La jeune fille avait été aussitôt transportée dans un appartement habité par le capitaine Ignace, sa femme et ses enfants.

Le mulâtre, après avoir instamment recommandé à sa femme de prendre les plus grands soins de la jeune prisonnière, s’était retiré afin d’aller rendre compte au commandant Delgrès des événements qui achevaient de s’accomplir.

Le visage du féroce rebelle était radieux ; cet homme éprouvait pour Delgrès, dont la puissante, intelligence l’avait subjugué, une admiration allant presque jusqu’au fanatisme.

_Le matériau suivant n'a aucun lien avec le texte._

use chrono::{DateTime, Utc};
use serde::{Deserialize, Serialize};

/// The identity claims stored server-side for one authenticated client.
///
/// The client only ever holds the opaque session id; this value lives in the
/// session store under `session:{id}` and disappears when the idle window
/// elapses.
#[derive(Debug, Clone, Serialize, Deserialize)]
pub struct Session {
    /// The ID of the user this session belongs to.
    pub user_id: i32,
    /// The user's display name.
    pub name: String,
    /// The user's email address.
    pub email: String,
    /// The timestamp when the session was established.
    pub created_at: DateTime<Utc>,
}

Delgrès était tout pour lui.

Bien que l’intelligence étroite et même obtuse, sous certains rapports, du capitaine Ignace, ne lui permit pas toujours d’apprécier, à leur juste valeur, la profondeur des pensées et la grandeur de vues de cet homme réellement extraordinaire, dont le génie planait au-dessus de tous ceux dont il était entouré, et qui méritait mieux que d’être le chef des nègres souvent inconscients du bien comme du mal, Ignace, dompté et séduit par cette organisation d’élite si supérieure en tout à la sienne, en subissait le joug avec une docilité d’enfant, et, qu’on nous passe cette comparaison, peut-être triviale, mais qui rend parfaitement notre pensée, avec une fidélité de chien de Terre-Neuve, qui lèche la main qui le châtie et se sent tout heureux d’un regard ou d’une caresse.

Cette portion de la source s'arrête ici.